Ainsi, si cette Vendée est une histoire, si elle peut être une source de réflexions, y compris politiques, si son épopée mérite d’être appréciée et racontée, elle n’est pas une île en dehors du monde contemporain : au-delà des souvenirs, qu’il n’est pas inutile de rappeler et de perpétuer, car ils constituent aussi, bons ou mauvais, une part de l’identité historique royaliste, il faut penser ce qu’elle est aujourd’hui, et cela doit être, pour la France toute entière, dans ses diversités, une règle politique.

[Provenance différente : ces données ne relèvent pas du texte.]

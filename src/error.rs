use axum::{
    http::StatusCode,
    response::{IntoResponse, Response},
    Json,
};
use serde::Serialize;
use thiserror::Error;

/// Application-wide error type
///
/// The first four variants are the signaling taxonomy reported back to the
/// originating connection; the rest cover startup and HTTP concerns.
#[derive(Error, Debug)]
pub enum AppError {
    #[error("Invalid message: {0}")]
    InvalidMessage(String),

    #[error("Room not found: {0}")]
    RoomNotFound(String),

    #[error("Media negotiation failed: {0}")]
    MediaNegotiationFailed(String),

    #[error("Media server unavailable: {0}")]
    GatewayUnavailable(String),

    #[error("Configuration error: {0}")]
    Config(String),

    #[error("IO error: {0}")]
    Io(#[from] std::io::Error),

    #[error("Serialization error: {0}")]
    Serialization(#[from] serde_json::Error),

    #[error("Internal error: {0}")]
    Internal(String),
}

/// Error response body (unified success format)
#[derive(Serialize)]
pub struct ErrorResponse {
    pub success: bool,
    pub message: String,
}

impl AppError {
    fn status_code(&self) -> StatusCode {
        match self {
            AppError::InvalidMessage(_) => StatusCode::BAD_REQUEST,
            AppError::RoomNotFound(_) => StatusCode::NOT_FOUND,
            AppError::GatewayUnavailable(_) => StatusCode::SERVICE_UNAVAILABLE,
            AppError::MediaNegotiationFailed(_) => StatusCode::BAD_GATEWAY,
            _ => StatusCode::INTERNAL_SERVER_ERROR,
        }
    }
}

impl IntoResponse for AppError {
    fn into_response(self) -> Response {
        let status = self.status_code();
        let body = ErrorResponse {
            success: false,
            message: self.to_string(),
        };

        tracing::error!(
            error_type = std::any::type_name_of_val(&self),
            error_message = %body.message,
            "Request failed"
        );

        (status, Json(body)).into_response()
    }
}

/// Result type alias for handlers
pub type Result<T> = std::result::Result<T, AppError>;
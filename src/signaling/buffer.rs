//! Candidate buffer
//!
//! Holds ICE candidates that arrive before the media endpoint they belong to
//! exists. Queues are per room and strictly FIFO; every entry remembers the
//! connection that sent it so a joining peer only picks up its own
//! candidates.

use parking_lot::Mutex;
use std::collections::{HashMap, VecDeque};

use super::messages::IceCandidate;
use super::ConnectionId;

/// Buffered candidate with its origin
#[derive(Debug, Clone, PartialEq, Eq)]
pub struct PendingCandidate {
    pub conn_id: ConnectionId,
    pub candidate: IceCandidate,
}

#[derive(Default)]
pub struct CandidateBuffer {
    queues: Mutex<HashMap<String, VecDeque<PendingCandidate>>>,
}

impl CandidateBuffer {
    pub fn new() -> Self {
        Self::default()
    }

    /// Append a candidate to the room's queue, creating it on first use
    pub fn enqueue(&self, room: &str, conn_id: &str, candidate: IceCandidate) {
        self.queues
            .lock()
            .entry(room.to_string())
            .or_default()
            .push_back(PendingCandidate {
                conn_id: conn_id.to_string(),
                candidate,
            });
    }

    /// Remove and return everything queued for the room, in arrival order
    pub fn drain(&self, room: &str) -> Vec<PendingCandidate> {
        self.queues
            .lock()
            .remove(room)
            .map(Vec::from)
            .unwrap_or_default()
    }

    /// Remove and return the candidates one connection queued for the room
    ///
    /// Entries from other connections stay queued in arrival order.
    pub fn drain_from(&self, room: &str, conn_id: &str) -> Vec<IceCandidate> {
        let mut queues = self.queues.lock();
        let Some(queue) = queues.get_mut(room) else {
            return Vec::new();
        };

        let mut taken = Vec::new();
        queue.retain(|pending| {
            if pending.conn_id == conn_id {
                taken.push(pending.candidate.clone());
                false
            } else {
                true
            }
        });

        if queue.is_empty() {
            queues.remove(room);
        }
        taken
    }

    /// Drop every candidate a connection left behind, in all rooms
    pub fn discard_from(&self, conn_id: &str) {
        let mut queues = self.queues.lock();
        queues.retain(|_, queue| {
            queue.retain(|pending| pending.conn_id != conn_id);
            !queue.is_empty()
        });
    }

    pub fn clear(&self, room: &str) {
        self.queues.lock().remove(room);
    }

    /// Number of candidates queued for the room
    pub fn len(&self, room: &str) -> usize {
        self.queues.lock().get(room).map_or(0, VecDeque::len)
    }

    pub fn is_empty(&self, room: &str) -> bool {
        self.len(room) == 0
    }
}
use axum::{
    extract::{Path, State},
    Json,
};
use serde::Serialize;
use std::sync::Arc;

use crate::error::{AppError, Result};
use crate::signaling::RoomInfo;
use crate::state::AppState;

// ============================================================================
// Health & Info
// ============================================================================

#[derive(Serialize)]
pub struct HealthResponse {
    pub status: &'static str,
    pub version: &'static str,
    pub rooms: usize,
}

pub async fn health_check(State(state): State<Arc<AppState>>) -> Json<HealthResponse> {
    Json(HealthResponse {
        status: "ok",
        version: env!("CARGO_PKG_VERSION"),
        rooms: state.relay.registry().len(),
    })
}

// ============================================================================
// Rooms
// ============================================================================

#[derive(Serialize)]
pub struct RoomListResponse {
    pub success: bool,
    pub rooms: Vec<RoomInfo>,
}

/// List every active room, sorted by id
pub async fn list_rooms(State(state): State<Arc<AppState>>) -> Json<RoomListResponse> {
    Json(RoomListResponse {
        success: true,
        rooms: state.relay.rooms(),
    })
}

pub async fn get_room(
    State(state): State<Arc<AppState>>,
    Path(id): Path<String>,
) -> Result<Json<RoomInfo>> {
    state
        .relay
        .registry()
        .get_room(&id)
        .map(Json)
        .ok_or(AppError::RoomNotFound(id))
}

C’est sans doute cela que Maurras appelait « l’empirisme organisateur », pour comprendre et agir sur le monde contemporain, sans nostalgie aucune mais sans oubli non plus : l’Histoire ne doit pas être un boulet mais un arc aux tensions mille fois renouvelées, aux flèches mille fois lancées ; un bel instrument et non des chaînes ou des regrets… Car la nostalgie ne fait pas une politique, elle n’en est que la paralysie dans un passé figé, incompréhensible sans porter autre chose que des plaintes ou des orgueils : la politique ce n’est pas vraiment cela, c’est bien plutôt ce que Maurras (encore lui !) évoquait comme « la tradition critique », la seule qui vaille pour ceux qui veulent servir la France sans forcément oublier ce qu’ils sont et d’où ils viennent.